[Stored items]
//! The connection hub: registry of live connections, room state, and
//! broadcast fan-out.
//!
//! All state mutation happens under a single lock, so presence count, the
//! typing set, and per-recipient delivery order are consistent with one
//! linearizable admission history. Each connection owns a bounded outbound
//! queue; a recipient that falls behind is dropped rather than stalling the
//! room.

use std::{
    collections::{HashMap, HashSet},
    sync::{
        Arc,
        atomic::{AtomicU64, Ordering},
    },
};

use serde::Serialize;
use tokio::sync::{
    Mutex,
    mpsc::{self, error::TrySendError},
};

use huddle_shared::{
    event::{ChatMessage, Event},
    time::Clock,
};

use crate::error::{HubError, SubmitError};

/// Capacity of each connection's outbound queue. On overflow the connection
/// is treated as failed and closed.
pub const OUTBOUND_QUEUE_CAPACITY: usize = 256;

/// A live connection's hub-side endpoint: the sending half of its bounded
/// outbound queue.
struct Connection {
    tx: mpsc::Sender<String>,
}

/// Room state owned by the hub. Invariants: presence count equals the number
/// of registered connections, and the typing set only contains registered
/// identities.
#[derive(Default)]
struct RoomState {
    connections: HashMap<String, Connection>,
    typing: HashSet<String>,
}

/// Point-in-time copy of the room state, for the debug endpoint and tests.
#[derive(Debug, Clone, Serialize)]
pub struct RoomSnapshot {
    pub count: usize,
    pub typing: Vec<String>,
}

/// The connection hub for one room.
pub struct Hub {
    state: Mutex<RoomState>,
    next_message_id: AtomicU64,
    queue_capacity: usize,
    clock: Arc<dyn Clock>,
}

impl Hub {
    /// Create a hub with the default outbound queue capacity.
    pub fn new(clock: Arc<dyn Clock>) -> Self {
        Self::with_queue_capacity(clock, OUTBOUND_QUEUE_CAPACITY)
    }

    /// Create a hub with a custom outbound queue capacity.
    pub fn with_queue_capacity(clock: Arc<dyn Clock>, queue_capacity: usize) -> Self {
        Self {
            state: Mutex::new(RoomState::default()),
            next_message_id: AtomicU64::new(1),
            queue_capacity,
            clock,
        }
    }

    /// Register a new connection under `identity`.
    ///
    /// Pushes the current presence count to the new connection and broadcasts
    /// `user_joined` with the updated count to everyone else. Returns the
    /// receiving half of the connection's outbound queue.
    ///
    /// # Errors
    ///
    /// `DuplicateIdentity` if the identity already has an open connection.
    pub async fn accept(&self, identity: &str) -> Result<mpsc::Receiver<String>, HubError> {
        let mut state = self.state.lock().await;

        if state.connections.contains_key(identity) {
            return Err(HubError::DuplicateIdentity(identity.to_string()));
        }

        let (tx, rx) = mpsc::channel(self.queue_capacity);
        state.connections.insert(identity.to_string(), Connection { tx });
        let count = state.connections.len();
        tracing::info!("Connection '{}' accepted, {} in room", identity, count);

        self.fan_out(
            &mut state,
            &Event::ConnectionCount { count },
            Exclude::AllBut(identity),
        );
        self.fan_out(
            &mut state,
            &Event::UserJoined {
                count,
                timestamp: self.clock.now(),
            },
            Exclude::Sender(identity),
        );

        Ok(rx)
    }

    /// Accept an event submitted over `identity`'s connection.
    ///
    /// The event's claimed sender must match the connection identity; a
    /// mismatch is rejected so one client cannot spoof another. Hub-owned
    /// tags (`user_joined`, `user_left`, `connection_count`) are never
    /// accepted from clients. The event is broadcast to every other open
    /// connection.
    pub async fn submit(&self, identity: &str, event: Event) -> Result<(), HubError> {
        if let Some(claimed) = event.claimed_sender()
            && claimed != identity
        {
            return Err(HubError::SenderMismatch {
                connection: identity.to_string(),
                claimed: claimed.to_string(),
            });
        }

        match event {
            Event::Message { .. } | Event::PlaySound { .. } => {
                let mut state = self.state.lock().await;
                self.fan_out(&mut state, &event, Exclude::Sender(identity));
            }
            Event::Typing { .. } => {
                let mut state = self.state.lock().await;
                state.typing.insert(identity.to_string());
                self.fan_out(&mut state, &event, Exclude::Sender(identity));
            }
            Event::NotTyping { .. } => {
                let mut state = self.state.lock().await;
                state.typing.remove(identity);
                self.fan_out(&mut state, &event, Exclude::Sender(identity));
            }
            Event::UserJoined { .. }
            | Event::UserLeft { .. }
            | Event::ConnectionCount { .. }
            | Event::Ignored => {
                tracing::debug!(
                    "Dropping hub-owned or unknown event tag submitted by '{}'",
                    identity
                );
            }
        }

        Ok(())
    }

    /// Remove `identity`'s connection and broadcast `user_left` with the
    /// decremented count to everyone remaining. Idempotent: a connection
    /// already dropped by the slow-consumer path is a no-op.
    pub async fn close(&self, identity: &str) {
        let mut state = self.state.lock().await;

        if state.connections.remove(identity).is_none() {
            return;
        }
        state.typing.remove(identity);
        let count = state.connections.len();
        tracing::info!("Connection '{}' closed, {} in room", identity, count);

        self.fan_out(
            &mut state,
            &Event::UserLeft {
                count,
                timestamp: self.clock.now(),
            },
            Exclude::None,
        );
    }

    /// The message submission gateway path: construct a message with a
    /// server-assigned id and timestamp, then broadcast it to every open
    /// connection, the submitter included. Clients build their log solely
    /// from the event stream, so the gateway echoes; id-dedup on the client
    /// makes any redelivery a no-op.
    ///
    /// # Errors
    ///
    /// `EmptyText` if the text is blank or whitespace-only.
    pub async fn publish_message(
        &self,
        text: &str,
        sender: &str,
    ) -> Result<ChatMessage, SubmitError> {
        if text.trim().is_empty() {
            return Err(SubmitError::EmptyText);
        }

        let id = self.next_message_id.fetch_add(1, Ordering::Relaxed);
        let message = ChatMessage::new(id, text.to_string(), sender.to_string(), self.clock.now());

        let mut state = self.state.lock().await;
        self.fan_out(
            &mut state,
            &Event::Message {
                message: message.clone(),
            },
            Exclude::None,
        );

        Ok(message)
    }

    /// Current presence count.
    pub async fn connection_count(&self) -> usize {
        self.state.lock().await.connections.len()
    }

    /// Snapshot of the room state, typing set sorted for stable output.
    pub async fn snapshot(&self) -> RoomSnapshot {
        let state = self.state.lock().await;
        let mut typing: Vec<String> = state.typing.iter().cloned().collect();
        typing.sort();
        RoomSnapshot {
            count: state.connections.len(),
            typing,
        }
    }

    /// Encode `event` once and deliver it per the exclusion rule. Slow or
    /// closed recipients discovered during delivery are removed from the
    /// registry, and the survivors hear a `user_left` for each of them; that
    /// can in turn drop more recipients, so the cleanup loops until the
    /// registry is stable. Runs entirely under the state lock held by the
    /// caller.
    fn fan_out(&self, state: &mut RoomState, event: &Event, exclude: Exclude<'_>) {
        let payload = match event.encode() {
            Ok(payload) => payload,
            Err(e) => {
                tracing::error!("Failed to encode event for fan-out: {}", e);
                return;
            }
        };

        let mut dropped = Self::deliver(state, &payload, exclude);
        while !dropped.is_empty() {
            let mut next = Vec::new();
            for identity in dropped {
                state.typing.remove(&identity);
                tracing::warn!(
                    "Dropped slow consumer '{}', {} in room",
                    identity,
                    state.connections.len()
                );
                let left = Event::UserLeft {
                    count: state.connections.len(),
                    timestamp: self.clock.now(),
                };
                match left.encode() {
                    Ok(payload) => next.extend(Self::deliver(state, &payload, Exclude::None)),
                    Err(e) => tracing::error!("Failed to encode user_left: {}", e),
                }
            }
            dropped = next;
        }
    }

    /// Deliver one encoded payload, removing and returning the identities
    /// whose queues overflowed or whose receivers were gone.
    fn deliver(state: &mut RoomState, payload: &str, exclude: Exclude<'_>) -> Vec<String> {
        let mut failed = Vec::new();

        for (identity, connection) in &state.connections {
            if !exclude.delivers_to(identity) {
                continue;
            }
            if let Err(e) = connection.tx.try_send(payload.to_string()) {
                match e {
                    TrySendError::Full(_) => {
                        tracing::warn!("Outbound queue full for '{}'", identity);
                    }
                    TrySendError::Closed(_) => {
                        tracing::debug!("Outbound queue closed for '{}'", identity);
                    }
                }
                failed.push(identity.clone());
            }
        }

        for identity in &failed {
            state.connections.remove(identity);
        }
        failed
    }
}

/// Delivery target selection for one fan-out.
#[derive(Clone, Copy)]
enum Exclude<'a> {
    /// Deliver to every open connection.
    None,
    /// Deliver to everyone except the named sender.
    Sender(&'a str),
    /// Deliver only to the named connection.
    AllBut(&'a str),
}

impl Exclude<'_> {
    fn delivers_to(self, identity: &str) -> bool {
        match self {
            Exclude::None => true,
            Exclude::Sender(sender) => identity != sender,
            Exclude::AllBut(target) => identity == target,
        }
    }
}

# What you should do:
For each line in the data that holds the word "recipients", copy the line.

# Response to the task:
    /// closed recipients discovered during delivery are removed from the
    /// can in turn drop more recipients, so the cleanup loops until the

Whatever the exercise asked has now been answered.